3. Use the thin aluminium round tent pegs and peg out the groundsheet, not the pegging points on the main flysheet.
4. Set up the main tent pole.
5. Open the door and insert the small end of the pole into the cap at the top of the roof. Tip: untie the guy lines at the top of the tent and position the roof vent covers while the top of the roof is still reachable.
6. Walking through the door, push the central pole up. Tip: get someone to insert the pole’s plastic foot as it goes up to avoid the metal pole damaging the groundsheet.
7. Insert the tent poles around the front door.
8. Zip the door up and peg out the flysheet and guy lines.
Using the Kiowa in Bad Weather
Unfortunately, while pitching on a very windy North Wales coast, a gust blew before we had completed pitching. This knocked the pole down and took out 3 anchor points on the groundsheet.
Having since checked other tents in the Robens range, the anchor points are solid. I don’t know for sure if it was pitching it in strong winds or ours had weak stitching that caused these to come out. They were only held in by the round wire pegs.
However, once the Kiowa was up, strong winds were not a problem. The groundsheet anchor points are easy to fix and aren’t necessary in order to pitch the tent as you can pitch it without the groundsheet attached.
The other issue we had was a few puddles in the tent. Now, this was totally our fault. 🙁
With polycotton, you have to avoid your things touching the sides of the tent. In heavy rain, something touching the sides could let water seep in.
Unfortunately, we had too many bags close to the tent sides, and overnight as the wind blew the tent’s sides onto the bags, and the rain continued to lash down, enough water came in to make a few puddles.
On the following night we made sure nothing was near the tent sides, and as the wind gushed and rain lashed all night, we stayed nice and dry.
With strong winds and heavy rain, this was a thorough test of the Robens Kiowa, and apart from those two incidents, the tent handled it well.

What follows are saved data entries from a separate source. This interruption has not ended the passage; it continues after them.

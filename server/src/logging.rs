//! Structured logging configuration.
//!
//! Provides request/command correlation and performance metrics on top of
//! `tracing`, configurable via the `RUST_LOG` env var.

use tracing_subscriber::{EnvFilter, layer::SubscriberExt, util::SubscriberInitExt};

/// Initialize structured logging.
///
/// # Example
///
/// ```no_run
/// use tablehall_server::logging;
///
/// #[tokio::main]
/// async fn main() {
///     logging::init();
///     tracing::info!("Server starting");
/// }
/// ```
pub fn init() {
    let env_filter =
        EnvFilter::try_from_default_env().unwrap_or_else(|_| EnvFilter::new("info,hyper=warn"));

    let fmt_layer = tracing_subscriber::fmt::layer()
        .with_target(true)
        .with_thread_ids(true)
        .with_file(true)
        .with_line_number(true);

    tracing_subscriber::registry()
        .with(env_filter)
        .with(fmt_layer)
        .init();

    tracing::info!("Structured logging initialized");
}

/// Log a slow or routine operation's duration.
///
/// # Example
///
/// ```
/// use tablehall_server::logging::log_performance;
///
/// log_performance("shuffle_deck", 2, None);
/// ```
#[allow(dead_code)]
pub fn log_performance(operation: &str, duration_ms: u64, metadata: Option<&str>) {
    if duration_ms > 1000 {
        tracing::warn!(
            operation = operation,
            duration_ms = duration_ms,
            metadata = metadata,
            "PERFORMANCE: slow operation"
        );
    } else {
        tracing::debug!(
            operation = operation,
            duration_ms = duration_ms,
            metadata = metadata,
            "performance metric"
        );
    }
}

/// Log a dispatched command and its outcome.
///
/// # Example
///
/// ```
/// use tablehall_server::logging::log_command;
///
/// log_command("player_action", true, 3, Some("u1"));
/// ```
#[allow(dead_code)]
pub fn log_command(command: &str, success: bool, duration_ms: u64, user_id: Option<&str>) {
    tracing::info!(
        command = command,
        success = success,
        duration_ms = duration_ms,
        user_id = user_id,
        "command dispatched"
    );
}

#[cfg(test)]
mod tests {
    use super::*;

    #[test]
    fn test_log_performance() {
        log_performance("test_operation", 500, Some("metadata"));
        log_performance("slow_operation", 2000, None);
    }

    #[test]
    fn test_log_performance_boundary() {
        log_performance("boundary", 1000, None);
        log_performance("just_over", 1001, Some("just slow"));
    }

    #[test]
    fn test_log_command() {
        log_command("create_lobby", true, 1, Some("u1"));
        log_command("join_lobby", false, 5, None);
    }

    #[test]
    fn test_log_functions_with_empty_strings() {
        log_performance("", 0, Some(""));
        log_command("", true, 0, Some(""));
    }

    #[test]
    fn test_log_functions_with_very_long_strings() {
        let long_string = "x".repeat(1000);
        log_performance(&long_string, 100, Some(&long_string));
        log_command(&long_string, false, 100, Some(&long_string));
    }

    #[test]
    fn test_multiple_concurrent_logs() {
        for i in 0..10u64 {
            log_performance("concurrent", i * 100, None);
            log_command("concurrent", i % 2 == 0, i * 10, Some("u1"));
        }
    }
}
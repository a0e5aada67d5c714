//! RNG injection seam.
//!
//! Shuffle and the UNO challenge-button coordinates are the engine's only
//! two sources of randomness. Both go through this trait so tests can swap
//! in a deterministic source without threading a seed through every call
//! site, generalizing the teacher's direct `rand::thread_rng()` use in
//! `Deck::shuffle`.
//!
//! The trait itself exposes only `gen_range_u32` — a generic `shuffle<T>`
//! method would make `dyn TableRng` impossible to form, and every call
//! site here needs a trait object so the poker deck and UNO deck can
//! share one RNG contract. [`shuffle`] is a free function built on top of
//! `gen_range_u32` instead.

use rand::rngs::{StdRng, ThreadRng};
use rand::{Rng, SeedableRng};

pub trait TableRng: Send {
    /// Uniform in `[low, high)`.
    fn gen_range_u32(&mut self, low: u32, high: u32) -> u32;
}

/// Production RNG backed by the OS-seeded thread-local generator.
#[derive(Default)]
pub struct SystemRng(ThreadRng);

impl TableRng for SystemRng {
    fn gen_range_u32(&mut self, low: u32, high: u32) -> u32 {
        self.0.random_range(low..high)
    }
}

/// Deterministic RNG for tests: seeded `StdRng`, reproducible across runs.
pub struct DeterministicRng(StdRng);

impl DeterministicRng {
    #[must_use]
    pub fn seeded(seed: u64) -> Self {
        Self(StdRng::seed_from_u64(seed))
    }
}

impl TableRng for DeterministicRng {
    fn gen_range_u32(&mut self, low: u32, high: u32) -> u32 {
        self.0.random_range(low..high)
    }
}

/// In-place Fisher–Yates over any trait object RNG. O(n), unbiased by
/// position, per spec.md §4.A.
pub fn shuffle<T>(slice: &mut [T], rng: &mut dyn TableRng) {
    let n = slice.len();
    for i in (1..n).rev() {
        let j = rng.gen_range_u32(0, (i + 1) as u32) as usize;
        slice.swap(i, j);
    }
}

/// Uniformly random UNO challenge-button coordinates, in percent units,
/// `x` in `[15,85]` and `y` in `[20,75]`.
pub fn gen_button_pos(rng: &mut dyn TableRng) -> (u32, u32) {
    (rng.gen_range_u32(15, 86), rng.gen_range_u32(20, 76))
}

#[cfg(test)]
mod tests {
    use super::*;

    #[test]
    fn deterministic_rng_is_reproducible() {
        let mut a = DeterministicRng::seeded(7);
        let mut b = DeterministicRng::seeded(7);
        let mut xs = [1, 2, 3, 4, 5];
        let mut ys = [1, 2, 3, 4, 5];
        shuffle(&mut xs, &mut a);
        shuffle(&mut ys, &mut b);
        assert_eq!(xs, ys);
    }

    #[test]
    fn shuffle_preserves_elements() {
        let mut rng = DeterministicRng::seeded(3);
        let mut xs = [1, 2, 3, 4, 5, 6, 7];
        shuffle(&mut xs, &mut rng);
        let mut sorted = xs;
        sorted.sort_unstable();
        assert_eq!(sorted, [1, 2, 3, 4, 5, 6, 7]);
    }

    #[test]
    fn button_pos_is_within_bounds() {
        let mut rng = DeterministicRng::seeded(1);
        for _ in 0..50 {
            let (x, y) = gen_button_pos(&mut rng);
            assert!((15..=85).contains(&x));
            assert!((20..=75).contains(&y));
        }
    }
}
//! Ambient `metrics` facade counters for lobby and game activity.
//!
//! Grounded on the teacher's `pp_server::metrics` helper-function
//! pattern (one thin function per counter/gauge, `metrics::counter!`/
//! `metrics::gauge!` macro calls) but dropping the Prometheus exporter
//! entirely: this crate has no HTTP surface of its own, and the hosting
//! shell is free to install whatever `metrics` recorder it wants (or
//! none, in which case these calls are no-ops).

use crate::identity::GameType;

pub fn lobby_created(game_type: GameType, is_public: bool) {
    metrics::counter!("tablehall_lobbies_created_total",
        "game_type" => game_type.to_string(),
        "is_public" => is_public.to_string())
        .increment(1);
}

pub fn lobby_closed(game_type: GameType) {
    metrics::counter!("tablehall_lobbies_closed_total", "game_type" => game_type.to_string())
        .increment(1);
}

pub fn active_lobbies(game_type: GameType, count: u64) {
    metrics::gauge!("tablehall_active_lobbies", "game_type" => game_type.to_string()).set(count as f64);
}

pub fn hands_played(game_type: GameType) {
    metrics::counter!("tablehall_hands_played_total", "game_type" => game_type.to_string())
        .increment(1);
}

pub fn command_dispatched(command: &str, success: bool) {
    metrics::counter!("tablehall_commands_total",
        "command" => command.to_string(),
        "success" => success.to_string())
        .increment(1);
}

pub fn command_duration_ms(command: &str, duration_ms: f64) {
    metrics::histogram!("tablehall_command_duration_ms", "command" => command.to_string())
        .record(duration_ms);
}

pub fn reconnects_total(game_type: GameType) {
    metrics::counter!("tablehall_reconnects_total", "game_type" => game_type.to_string())
        .increment(1);
}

Robens Kiowa vs. a ‘normal tent’
Our other main tent is the Outwell Hornet XL. Now when you have two exceptionally good tents, it becomes hard to decide which one to take.
Here are a few thoughts on which one we would take.
- Quite quick to pitch
- Not very heavy for such a large tent
- Breathable Polycotton
- Can use a woodburning stove
Outwell Hornet XL
- Fast pitching as you just inflate
- Separate bedrooms
- Large living space
Although the Kiowa is not a small weekend tent, the Kiowa would work well for us when:
- We want something smaller and lighter for a weekend camp
- We want to camp in cooler weather and use the stove
Which leaves the Outwell Hornet XL for longer stays, when we need more living space and the kids (teenagers at least) want more privacy.
However, it’s not as cut and dry as that. As the Hornet XL is also good for weekends, and you could always use it with an electric heater in cooler months….and if you need more space and privacy when staying longer on the Kiowa, you can always set-up an additional tarp shelter and the older kids could have their own little tent….
Oh, the decisions, decisions… 😉
Disclaimer: We would like to give a very big thank you to Robens for supplying a Kiowa tent for us to do this long-term review. All opinions expressed here are our own.
The Robens Kiowa is a tent with loads of personality and gets the thumbs up from us.
- A fast-to-pitch large tent that you can use a wood burning stove in :-)
- A strong gust of wind took the tent down before I had finished pitching it and we lost a few groundsheet anchors in the process, but otherwise, the quality of this tent has been very good.